Return each line of the listing that follows in which the string "undoes" can be found.

■ Exercise inputs ■

▼

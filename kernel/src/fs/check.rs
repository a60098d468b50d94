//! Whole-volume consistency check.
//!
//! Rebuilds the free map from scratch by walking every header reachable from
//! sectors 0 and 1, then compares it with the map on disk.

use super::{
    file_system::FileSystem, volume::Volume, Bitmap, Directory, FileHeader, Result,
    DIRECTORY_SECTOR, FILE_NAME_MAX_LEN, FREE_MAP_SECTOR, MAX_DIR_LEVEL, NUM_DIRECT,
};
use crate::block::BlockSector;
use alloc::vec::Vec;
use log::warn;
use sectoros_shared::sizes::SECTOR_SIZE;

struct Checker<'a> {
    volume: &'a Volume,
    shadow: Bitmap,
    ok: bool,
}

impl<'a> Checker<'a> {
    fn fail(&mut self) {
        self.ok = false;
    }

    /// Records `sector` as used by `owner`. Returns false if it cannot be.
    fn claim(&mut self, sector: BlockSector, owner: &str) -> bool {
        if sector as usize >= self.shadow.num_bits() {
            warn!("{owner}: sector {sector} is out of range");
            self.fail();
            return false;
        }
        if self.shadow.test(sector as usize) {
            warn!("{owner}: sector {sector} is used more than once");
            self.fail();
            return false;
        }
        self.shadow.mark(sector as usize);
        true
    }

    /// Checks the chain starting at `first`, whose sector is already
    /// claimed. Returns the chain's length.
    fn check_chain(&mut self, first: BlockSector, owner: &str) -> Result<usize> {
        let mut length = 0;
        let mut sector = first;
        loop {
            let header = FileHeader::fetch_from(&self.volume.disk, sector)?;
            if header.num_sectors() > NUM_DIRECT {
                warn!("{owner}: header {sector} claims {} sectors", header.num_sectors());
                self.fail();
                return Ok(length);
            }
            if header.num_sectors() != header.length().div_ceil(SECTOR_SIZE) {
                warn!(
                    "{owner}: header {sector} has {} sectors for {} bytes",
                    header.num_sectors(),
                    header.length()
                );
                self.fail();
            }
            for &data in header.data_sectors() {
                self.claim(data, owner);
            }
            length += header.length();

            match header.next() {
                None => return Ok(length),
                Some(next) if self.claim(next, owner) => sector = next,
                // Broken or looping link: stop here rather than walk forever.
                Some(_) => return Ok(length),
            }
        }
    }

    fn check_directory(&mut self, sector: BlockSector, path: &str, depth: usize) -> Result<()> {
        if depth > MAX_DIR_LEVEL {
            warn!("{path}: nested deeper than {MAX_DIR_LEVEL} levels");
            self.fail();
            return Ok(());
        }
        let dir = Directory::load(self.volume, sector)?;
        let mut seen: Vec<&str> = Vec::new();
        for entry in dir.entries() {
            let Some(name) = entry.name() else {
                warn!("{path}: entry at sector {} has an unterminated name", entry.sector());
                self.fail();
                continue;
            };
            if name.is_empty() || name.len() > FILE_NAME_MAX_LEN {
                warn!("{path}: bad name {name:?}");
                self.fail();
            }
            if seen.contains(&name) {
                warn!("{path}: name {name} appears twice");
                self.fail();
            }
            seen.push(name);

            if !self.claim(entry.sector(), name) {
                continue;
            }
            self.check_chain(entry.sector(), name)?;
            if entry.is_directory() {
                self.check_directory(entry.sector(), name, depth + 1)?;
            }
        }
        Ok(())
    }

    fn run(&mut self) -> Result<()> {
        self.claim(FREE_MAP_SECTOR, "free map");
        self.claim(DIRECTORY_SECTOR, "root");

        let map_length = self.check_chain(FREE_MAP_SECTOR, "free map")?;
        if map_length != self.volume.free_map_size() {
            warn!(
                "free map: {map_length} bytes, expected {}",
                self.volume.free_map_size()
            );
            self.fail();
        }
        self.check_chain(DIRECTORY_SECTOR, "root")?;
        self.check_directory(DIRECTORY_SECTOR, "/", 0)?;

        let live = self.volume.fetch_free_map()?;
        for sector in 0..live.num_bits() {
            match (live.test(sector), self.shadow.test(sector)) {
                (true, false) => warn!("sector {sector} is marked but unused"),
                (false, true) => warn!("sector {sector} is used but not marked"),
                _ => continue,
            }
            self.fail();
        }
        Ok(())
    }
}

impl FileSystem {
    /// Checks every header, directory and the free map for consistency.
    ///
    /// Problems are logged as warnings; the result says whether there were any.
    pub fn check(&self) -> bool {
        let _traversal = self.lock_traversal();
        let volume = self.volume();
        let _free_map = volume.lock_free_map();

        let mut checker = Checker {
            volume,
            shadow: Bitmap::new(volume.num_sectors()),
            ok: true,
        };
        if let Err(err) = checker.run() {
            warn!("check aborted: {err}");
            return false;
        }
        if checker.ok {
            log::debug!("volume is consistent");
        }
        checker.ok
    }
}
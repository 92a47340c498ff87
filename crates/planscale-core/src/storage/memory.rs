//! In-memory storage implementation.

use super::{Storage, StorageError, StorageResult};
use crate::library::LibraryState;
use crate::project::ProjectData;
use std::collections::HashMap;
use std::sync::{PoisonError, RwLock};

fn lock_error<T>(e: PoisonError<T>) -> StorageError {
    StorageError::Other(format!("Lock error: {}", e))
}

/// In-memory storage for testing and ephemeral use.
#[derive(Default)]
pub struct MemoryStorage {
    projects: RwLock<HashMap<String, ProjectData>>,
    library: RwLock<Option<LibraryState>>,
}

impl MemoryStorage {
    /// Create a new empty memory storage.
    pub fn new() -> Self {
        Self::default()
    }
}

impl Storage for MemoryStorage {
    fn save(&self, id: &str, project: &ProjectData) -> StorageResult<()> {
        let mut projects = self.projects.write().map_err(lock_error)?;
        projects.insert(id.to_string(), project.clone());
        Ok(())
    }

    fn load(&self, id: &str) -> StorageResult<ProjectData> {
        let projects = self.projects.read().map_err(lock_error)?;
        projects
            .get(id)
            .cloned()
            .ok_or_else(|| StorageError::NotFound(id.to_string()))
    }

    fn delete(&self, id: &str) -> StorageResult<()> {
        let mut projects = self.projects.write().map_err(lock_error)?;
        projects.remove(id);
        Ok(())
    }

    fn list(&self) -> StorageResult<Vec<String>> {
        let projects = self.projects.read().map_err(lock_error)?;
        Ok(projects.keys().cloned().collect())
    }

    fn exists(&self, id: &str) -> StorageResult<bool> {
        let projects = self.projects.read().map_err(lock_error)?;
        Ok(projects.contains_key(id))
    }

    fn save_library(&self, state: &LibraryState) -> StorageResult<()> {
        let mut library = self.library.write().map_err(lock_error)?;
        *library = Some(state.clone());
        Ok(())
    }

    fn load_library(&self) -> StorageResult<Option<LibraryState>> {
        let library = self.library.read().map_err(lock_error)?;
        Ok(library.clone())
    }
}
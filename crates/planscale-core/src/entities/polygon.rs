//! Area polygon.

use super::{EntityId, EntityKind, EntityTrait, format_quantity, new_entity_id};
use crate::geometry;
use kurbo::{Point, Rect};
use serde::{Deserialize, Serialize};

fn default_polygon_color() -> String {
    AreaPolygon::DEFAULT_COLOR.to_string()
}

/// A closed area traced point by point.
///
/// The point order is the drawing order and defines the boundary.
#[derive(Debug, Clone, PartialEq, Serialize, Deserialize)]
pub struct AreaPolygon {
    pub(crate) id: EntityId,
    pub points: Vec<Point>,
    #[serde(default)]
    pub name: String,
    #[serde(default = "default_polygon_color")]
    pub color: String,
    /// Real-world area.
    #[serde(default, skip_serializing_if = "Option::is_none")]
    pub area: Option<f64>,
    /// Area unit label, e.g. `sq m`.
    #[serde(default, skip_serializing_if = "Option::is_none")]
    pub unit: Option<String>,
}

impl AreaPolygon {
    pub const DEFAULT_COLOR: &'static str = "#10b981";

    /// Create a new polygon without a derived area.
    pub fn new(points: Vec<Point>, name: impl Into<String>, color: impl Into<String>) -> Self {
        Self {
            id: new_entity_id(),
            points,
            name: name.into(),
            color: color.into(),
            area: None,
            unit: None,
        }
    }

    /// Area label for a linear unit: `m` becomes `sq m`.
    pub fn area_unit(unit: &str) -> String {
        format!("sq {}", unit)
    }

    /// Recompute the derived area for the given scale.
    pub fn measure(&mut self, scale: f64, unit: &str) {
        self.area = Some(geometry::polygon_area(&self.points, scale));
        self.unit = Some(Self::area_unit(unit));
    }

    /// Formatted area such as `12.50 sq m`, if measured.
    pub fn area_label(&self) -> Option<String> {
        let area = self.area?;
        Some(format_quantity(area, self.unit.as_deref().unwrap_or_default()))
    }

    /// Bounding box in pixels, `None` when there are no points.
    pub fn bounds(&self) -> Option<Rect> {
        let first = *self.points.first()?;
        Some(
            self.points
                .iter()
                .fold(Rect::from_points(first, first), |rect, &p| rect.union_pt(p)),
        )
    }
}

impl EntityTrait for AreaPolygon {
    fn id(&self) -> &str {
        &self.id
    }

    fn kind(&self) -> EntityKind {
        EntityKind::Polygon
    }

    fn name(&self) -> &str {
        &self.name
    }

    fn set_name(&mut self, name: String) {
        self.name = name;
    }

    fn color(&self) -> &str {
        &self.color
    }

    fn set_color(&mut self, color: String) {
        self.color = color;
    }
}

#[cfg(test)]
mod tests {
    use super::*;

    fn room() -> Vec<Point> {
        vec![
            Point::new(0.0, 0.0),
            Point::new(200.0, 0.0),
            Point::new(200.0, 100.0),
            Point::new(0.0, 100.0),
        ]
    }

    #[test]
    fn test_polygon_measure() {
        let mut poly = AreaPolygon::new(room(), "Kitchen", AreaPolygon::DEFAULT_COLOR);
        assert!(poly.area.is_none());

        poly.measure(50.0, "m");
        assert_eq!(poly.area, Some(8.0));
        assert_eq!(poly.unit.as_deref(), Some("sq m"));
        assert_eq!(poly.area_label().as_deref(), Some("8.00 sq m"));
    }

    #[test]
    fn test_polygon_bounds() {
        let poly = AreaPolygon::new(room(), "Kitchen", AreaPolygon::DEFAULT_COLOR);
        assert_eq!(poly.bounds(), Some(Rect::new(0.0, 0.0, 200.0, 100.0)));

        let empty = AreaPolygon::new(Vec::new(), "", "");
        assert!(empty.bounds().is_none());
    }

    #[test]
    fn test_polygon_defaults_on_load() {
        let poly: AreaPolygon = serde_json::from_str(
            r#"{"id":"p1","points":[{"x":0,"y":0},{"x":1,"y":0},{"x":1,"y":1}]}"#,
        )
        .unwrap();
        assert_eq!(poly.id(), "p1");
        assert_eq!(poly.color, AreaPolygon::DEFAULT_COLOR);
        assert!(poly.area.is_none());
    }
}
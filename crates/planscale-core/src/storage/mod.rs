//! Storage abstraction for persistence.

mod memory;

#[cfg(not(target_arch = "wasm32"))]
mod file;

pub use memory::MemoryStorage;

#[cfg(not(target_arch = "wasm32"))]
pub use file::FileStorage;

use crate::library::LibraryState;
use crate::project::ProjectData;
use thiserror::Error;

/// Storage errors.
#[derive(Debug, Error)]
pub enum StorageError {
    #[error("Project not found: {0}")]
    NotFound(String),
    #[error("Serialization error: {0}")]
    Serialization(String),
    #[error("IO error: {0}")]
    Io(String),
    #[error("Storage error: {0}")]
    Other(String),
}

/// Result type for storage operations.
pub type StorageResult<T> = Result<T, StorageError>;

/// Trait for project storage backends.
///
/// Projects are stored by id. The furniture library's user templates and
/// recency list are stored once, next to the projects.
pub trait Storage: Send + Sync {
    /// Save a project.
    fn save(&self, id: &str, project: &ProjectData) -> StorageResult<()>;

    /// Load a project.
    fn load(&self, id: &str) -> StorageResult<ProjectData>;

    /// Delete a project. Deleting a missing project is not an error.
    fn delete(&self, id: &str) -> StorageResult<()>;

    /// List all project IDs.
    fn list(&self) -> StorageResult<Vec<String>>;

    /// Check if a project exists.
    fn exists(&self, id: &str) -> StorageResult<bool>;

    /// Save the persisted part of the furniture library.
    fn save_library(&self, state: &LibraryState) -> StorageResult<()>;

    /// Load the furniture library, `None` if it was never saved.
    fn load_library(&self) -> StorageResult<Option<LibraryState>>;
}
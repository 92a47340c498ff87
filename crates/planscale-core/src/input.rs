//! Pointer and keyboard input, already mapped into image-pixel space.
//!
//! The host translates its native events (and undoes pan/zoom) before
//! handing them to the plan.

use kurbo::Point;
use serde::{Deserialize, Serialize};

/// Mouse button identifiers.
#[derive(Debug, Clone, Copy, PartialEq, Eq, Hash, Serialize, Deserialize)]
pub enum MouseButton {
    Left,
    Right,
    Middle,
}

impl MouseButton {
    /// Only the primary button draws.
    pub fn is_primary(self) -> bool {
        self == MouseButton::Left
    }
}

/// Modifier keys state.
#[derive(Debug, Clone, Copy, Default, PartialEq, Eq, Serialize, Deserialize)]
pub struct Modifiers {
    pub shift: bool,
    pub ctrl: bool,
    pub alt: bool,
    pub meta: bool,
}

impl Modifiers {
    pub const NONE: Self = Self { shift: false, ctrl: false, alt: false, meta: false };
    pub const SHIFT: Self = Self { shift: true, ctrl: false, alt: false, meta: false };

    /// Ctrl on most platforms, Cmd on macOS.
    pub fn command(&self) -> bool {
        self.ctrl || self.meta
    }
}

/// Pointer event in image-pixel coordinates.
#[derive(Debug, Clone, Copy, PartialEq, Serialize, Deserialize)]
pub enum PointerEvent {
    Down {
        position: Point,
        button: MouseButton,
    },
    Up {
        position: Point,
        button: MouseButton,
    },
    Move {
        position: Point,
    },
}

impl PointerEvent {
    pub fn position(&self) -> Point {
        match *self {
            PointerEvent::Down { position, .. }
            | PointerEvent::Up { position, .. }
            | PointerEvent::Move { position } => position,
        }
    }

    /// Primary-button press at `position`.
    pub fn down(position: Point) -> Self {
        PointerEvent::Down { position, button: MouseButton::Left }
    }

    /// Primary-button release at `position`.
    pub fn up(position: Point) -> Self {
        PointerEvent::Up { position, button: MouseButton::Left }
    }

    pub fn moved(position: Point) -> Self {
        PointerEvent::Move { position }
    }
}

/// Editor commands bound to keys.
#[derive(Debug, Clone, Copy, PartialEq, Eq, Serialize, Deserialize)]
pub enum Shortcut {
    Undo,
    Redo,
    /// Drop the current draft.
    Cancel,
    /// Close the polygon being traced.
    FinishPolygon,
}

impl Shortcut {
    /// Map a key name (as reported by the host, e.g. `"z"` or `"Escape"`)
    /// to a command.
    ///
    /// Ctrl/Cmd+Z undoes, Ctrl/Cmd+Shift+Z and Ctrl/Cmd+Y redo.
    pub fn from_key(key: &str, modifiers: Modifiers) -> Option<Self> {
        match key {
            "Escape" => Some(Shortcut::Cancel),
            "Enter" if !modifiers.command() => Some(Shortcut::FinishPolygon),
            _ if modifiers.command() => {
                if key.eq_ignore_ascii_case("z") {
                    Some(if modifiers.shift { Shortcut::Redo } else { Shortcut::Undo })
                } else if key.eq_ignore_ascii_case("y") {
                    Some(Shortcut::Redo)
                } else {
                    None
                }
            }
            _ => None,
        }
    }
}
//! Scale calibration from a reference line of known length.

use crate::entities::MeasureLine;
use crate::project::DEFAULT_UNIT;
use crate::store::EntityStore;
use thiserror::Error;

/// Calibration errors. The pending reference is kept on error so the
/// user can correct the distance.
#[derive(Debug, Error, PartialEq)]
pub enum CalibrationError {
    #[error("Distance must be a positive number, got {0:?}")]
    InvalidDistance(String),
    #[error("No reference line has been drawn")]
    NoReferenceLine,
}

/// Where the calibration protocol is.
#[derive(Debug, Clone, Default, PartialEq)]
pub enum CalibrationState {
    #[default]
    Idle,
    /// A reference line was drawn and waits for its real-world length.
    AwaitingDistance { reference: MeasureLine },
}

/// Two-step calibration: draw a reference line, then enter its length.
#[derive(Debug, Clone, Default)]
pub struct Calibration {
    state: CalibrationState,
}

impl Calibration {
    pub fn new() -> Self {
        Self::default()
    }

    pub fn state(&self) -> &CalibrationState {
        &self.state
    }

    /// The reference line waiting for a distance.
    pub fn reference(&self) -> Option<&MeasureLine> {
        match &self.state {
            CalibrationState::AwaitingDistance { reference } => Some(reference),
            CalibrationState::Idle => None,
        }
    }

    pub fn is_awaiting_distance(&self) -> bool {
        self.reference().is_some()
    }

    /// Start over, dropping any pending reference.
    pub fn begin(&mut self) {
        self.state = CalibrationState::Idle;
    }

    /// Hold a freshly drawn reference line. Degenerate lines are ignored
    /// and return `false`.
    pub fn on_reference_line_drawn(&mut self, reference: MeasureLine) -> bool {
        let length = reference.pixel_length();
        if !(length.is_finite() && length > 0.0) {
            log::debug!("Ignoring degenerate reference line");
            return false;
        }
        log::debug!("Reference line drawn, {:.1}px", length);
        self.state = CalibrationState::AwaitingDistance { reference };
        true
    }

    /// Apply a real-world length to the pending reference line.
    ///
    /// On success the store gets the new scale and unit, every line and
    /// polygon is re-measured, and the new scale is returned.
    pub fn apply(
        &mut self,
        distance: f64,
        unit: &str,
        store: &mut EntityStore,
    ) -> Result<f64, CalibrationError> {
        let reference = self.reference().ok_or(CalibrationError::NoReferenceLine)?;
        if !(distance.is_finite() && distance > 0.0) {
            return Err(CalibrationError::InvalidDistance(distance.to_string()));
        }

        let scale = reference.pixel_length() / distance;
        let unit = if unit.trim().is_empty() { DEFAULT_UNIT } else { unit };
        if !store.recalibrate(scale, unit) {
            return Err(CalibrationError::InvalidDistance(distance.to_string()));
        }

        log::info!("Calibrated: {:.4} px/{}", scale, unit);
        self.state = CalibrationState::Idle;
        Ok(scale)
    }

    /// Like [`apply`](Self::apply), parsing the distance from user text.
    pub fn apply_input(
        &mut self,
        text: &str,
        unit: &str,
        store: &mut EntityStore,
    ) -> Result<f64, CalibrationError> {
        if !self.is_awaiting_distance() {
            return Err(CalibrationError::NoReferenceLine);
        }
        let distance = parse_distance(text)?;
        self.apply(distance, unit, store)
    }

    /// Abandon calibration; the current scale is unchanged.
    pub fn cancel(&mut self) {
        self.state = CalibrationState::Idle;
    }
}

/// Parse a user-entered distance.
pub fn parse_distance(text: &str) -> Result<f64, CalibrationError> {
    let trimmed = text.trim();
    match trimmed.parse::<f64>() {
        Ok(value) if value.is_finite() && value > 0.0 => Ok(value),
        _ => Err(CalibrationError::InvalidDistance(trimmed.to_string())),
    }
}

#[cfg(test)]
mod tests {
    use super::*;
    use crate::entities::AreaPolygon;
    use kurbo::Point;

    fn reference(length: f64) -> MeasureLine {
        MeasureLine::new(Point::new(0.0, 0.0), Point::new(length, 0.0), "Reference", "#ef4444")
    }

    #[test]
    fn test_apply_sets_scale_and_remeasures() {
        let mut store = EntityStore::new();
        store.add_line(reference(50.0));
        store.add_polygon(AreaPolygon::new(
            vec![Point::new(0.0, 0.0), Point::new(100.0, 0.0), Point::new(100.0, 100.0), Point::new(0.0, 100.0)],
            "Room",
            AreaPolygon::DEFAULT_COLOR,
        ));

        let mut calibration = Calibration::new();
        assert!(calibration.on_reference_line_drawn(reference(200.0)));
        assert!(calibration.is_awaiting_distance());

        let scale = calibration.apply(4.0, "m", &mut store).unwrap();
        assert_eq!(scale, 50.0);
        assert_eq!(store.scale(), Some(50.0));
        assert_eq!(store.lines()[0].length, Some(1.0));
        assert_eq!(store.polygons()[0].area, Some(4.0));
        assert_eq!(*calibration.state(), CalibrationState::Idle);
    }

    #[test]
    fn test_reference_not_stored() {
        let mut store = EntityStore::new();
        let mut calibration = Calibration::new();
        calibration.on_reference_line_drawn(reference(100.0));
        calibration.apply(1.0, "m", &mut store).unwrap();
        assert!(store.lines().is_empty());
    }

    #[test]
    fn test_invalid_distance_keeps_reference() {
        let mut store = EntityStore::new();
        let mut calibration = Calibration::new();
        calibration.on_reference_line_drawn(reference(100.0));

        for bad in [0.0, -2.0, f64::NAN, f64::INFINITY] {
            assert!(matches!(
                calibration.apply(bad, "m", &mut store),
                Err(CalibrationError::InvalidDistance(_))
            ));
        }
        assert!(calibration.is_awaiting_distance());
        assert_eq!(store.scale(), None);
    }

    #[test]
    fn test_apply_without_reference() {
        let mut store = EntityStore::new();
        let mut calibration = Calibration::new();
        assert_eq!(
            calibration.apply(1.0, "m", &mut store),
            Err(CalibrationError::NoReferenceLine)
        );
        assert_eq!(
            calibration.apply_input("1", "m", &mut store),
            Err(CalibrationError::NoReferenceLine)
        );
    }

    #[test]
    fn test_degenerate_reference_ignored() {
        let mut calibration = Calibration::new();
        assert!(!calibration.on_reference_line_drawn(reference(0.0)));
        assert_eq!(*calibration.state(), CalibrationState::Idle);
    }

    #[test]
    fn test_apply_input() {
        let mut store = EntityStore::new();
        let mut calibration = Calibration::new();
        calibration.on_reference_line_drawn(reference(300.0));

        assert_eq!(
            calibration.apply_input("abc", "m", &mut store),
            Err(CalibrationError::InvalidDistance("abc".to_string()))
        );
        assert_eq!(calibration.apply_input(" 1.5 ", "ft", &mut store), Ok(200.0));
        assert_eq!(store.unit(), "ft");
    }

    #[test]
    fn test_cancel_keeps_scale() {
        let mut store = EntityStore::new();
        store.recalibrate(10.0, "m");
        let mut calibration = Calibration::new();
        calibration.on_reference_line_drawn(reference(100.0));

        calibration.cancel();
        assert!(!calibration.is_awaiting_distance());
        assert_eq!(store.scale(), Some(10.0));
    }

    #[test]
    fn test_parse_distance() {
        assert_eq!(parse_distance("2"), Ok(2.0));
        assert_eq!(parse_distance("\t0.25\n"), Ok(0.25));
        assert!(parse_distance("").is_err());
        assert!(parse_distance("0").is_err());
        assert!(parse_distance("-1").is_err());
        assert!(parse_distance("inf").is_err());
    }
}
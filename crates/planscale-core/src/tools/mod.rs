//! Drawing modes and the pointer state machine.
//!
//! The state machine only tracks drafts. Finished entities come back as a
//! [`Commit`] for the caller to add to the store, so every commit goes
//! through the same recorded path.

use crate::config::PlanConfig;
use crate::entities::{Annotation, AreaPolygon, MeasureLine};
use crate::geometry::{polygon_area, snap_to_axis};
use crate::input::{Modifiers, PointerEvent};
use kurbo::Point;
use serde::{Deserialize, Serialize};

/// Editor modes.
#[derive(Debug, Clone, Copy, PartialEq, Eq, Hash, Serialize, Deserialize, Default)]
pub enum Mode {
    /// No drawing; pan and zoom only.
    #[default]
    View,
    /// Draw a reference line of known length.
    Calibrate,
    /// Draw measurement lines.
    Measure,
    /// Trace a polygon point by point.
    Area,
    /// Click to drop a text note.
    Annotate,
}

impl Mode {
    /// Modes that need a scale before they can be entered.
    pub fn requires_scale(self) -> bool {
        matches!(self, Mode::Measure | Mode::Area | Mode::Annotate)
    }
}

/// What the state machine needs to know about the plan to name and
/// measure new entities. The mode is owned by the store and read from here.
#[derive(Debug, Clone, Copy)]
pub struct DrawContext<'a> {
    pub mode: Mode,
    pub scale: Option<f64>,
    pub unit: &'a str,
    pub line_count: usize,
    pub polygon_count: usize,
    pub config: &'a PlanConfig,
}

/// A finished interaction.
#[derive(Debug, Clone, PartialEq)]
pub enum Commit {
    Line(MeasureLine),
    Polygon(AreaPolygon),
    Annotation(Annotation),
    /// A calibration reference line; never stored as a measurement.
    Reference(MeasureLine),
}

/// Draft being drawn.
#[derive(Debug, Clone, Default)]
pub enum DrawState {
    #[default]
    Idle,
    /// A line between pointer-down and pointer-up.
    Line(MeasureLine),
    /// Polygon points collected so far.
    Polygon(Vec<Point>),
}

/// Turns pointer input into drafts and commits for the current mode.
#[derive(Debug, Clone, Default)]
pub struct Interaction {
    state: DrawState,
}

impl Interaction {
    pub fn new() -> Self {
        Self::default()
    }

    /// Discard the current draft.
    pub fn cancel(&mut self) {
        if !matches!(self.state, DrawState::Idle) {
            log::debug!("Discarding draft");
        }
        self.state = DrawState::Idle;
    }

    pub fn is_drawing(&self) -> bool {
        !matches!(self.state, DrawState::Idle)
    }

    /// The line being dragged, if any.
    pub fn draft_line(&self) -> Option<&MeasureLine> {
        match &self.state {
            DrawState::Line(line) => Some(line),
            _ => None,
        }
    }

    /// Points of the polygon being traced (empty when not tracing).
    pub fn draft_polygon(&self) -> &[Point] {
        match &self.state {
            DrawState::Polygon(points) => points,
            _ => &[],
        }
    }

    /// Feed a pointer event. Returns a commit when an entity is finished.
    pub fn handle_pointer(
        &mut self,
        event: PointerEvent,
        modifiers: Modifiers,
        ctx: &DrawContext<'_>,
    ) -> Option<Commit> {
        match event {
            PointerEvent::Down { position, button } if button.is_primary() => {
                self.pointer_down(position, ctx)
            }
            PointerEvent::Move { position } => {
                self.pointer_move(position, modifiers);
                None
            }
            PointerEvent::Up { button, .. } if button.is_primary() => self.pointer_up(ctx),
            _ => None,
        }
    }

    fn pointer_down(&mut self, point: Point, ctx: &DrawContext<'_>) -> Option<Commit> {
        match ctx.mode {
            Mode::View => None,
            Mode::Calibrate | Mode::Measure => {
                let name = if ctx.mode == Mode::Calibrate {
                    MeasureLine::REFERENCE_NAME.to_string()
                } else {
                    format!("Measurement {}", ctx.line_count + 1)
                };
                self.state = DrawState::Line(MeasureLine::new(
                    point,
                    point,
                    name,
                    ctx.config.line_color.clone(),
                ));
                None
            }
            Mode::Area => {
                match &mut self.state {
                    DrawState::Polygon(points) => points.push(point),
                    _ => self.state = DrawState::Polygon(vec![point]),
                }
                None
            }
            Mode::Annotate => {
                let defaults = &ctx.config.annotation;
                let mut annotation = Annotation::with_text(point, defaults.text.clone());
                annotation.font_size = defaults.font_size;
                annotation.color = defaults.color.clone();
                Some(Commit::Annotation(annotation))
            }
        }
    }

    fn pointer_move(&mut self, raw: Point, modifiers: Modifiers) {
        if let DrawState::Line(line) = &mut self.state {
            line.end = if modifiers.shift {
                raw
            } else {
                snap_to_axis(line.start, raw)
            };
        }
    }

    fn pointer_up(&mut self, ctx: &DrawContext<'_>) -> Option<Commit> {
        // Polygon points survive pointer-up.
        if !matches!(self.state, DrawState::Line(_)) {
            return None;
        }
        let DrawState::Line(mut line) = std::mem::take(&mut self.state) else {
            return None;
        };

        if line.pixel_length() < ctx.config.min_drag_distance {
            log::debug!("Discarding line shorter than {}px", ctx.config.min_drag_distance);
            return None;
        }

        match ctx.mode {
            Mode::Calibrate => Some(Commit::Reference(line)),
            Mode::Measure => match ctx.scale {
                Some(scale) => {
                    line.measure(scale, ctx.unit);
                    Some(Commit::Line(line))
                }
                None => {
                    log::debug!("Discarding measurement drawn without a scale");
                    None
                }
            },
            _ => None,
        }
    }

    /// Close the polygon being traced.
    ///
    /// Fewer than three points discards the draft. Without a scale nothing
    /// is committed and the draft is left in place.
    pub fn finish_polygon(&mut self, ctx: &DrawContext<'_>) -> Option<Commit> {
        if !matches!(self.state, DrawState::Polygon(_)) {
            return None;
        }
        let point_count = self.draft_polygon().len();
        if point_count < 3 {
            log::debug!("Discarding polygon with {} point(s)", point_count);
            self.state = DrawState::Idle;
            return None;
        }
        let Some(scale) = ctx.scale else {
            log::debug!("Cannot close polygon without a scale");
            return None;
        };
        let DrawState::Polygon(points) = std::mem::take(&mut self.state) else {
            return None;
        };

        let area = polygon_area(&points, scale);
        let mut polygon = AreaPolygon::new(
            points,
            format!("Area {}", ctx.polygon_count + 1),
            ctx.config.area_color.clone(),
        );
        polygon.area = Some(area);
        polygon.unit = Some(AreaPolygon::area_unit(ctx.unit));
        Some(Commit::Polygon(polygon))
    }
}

▲

■ Answer section ■
//! The host translates its native events (and undoes pan/zoom) before
    /// Ctrl/Cmd+Z undoes, Ctrl/Cmd+Shift+Z and Ctrl/Cmd+Y redo.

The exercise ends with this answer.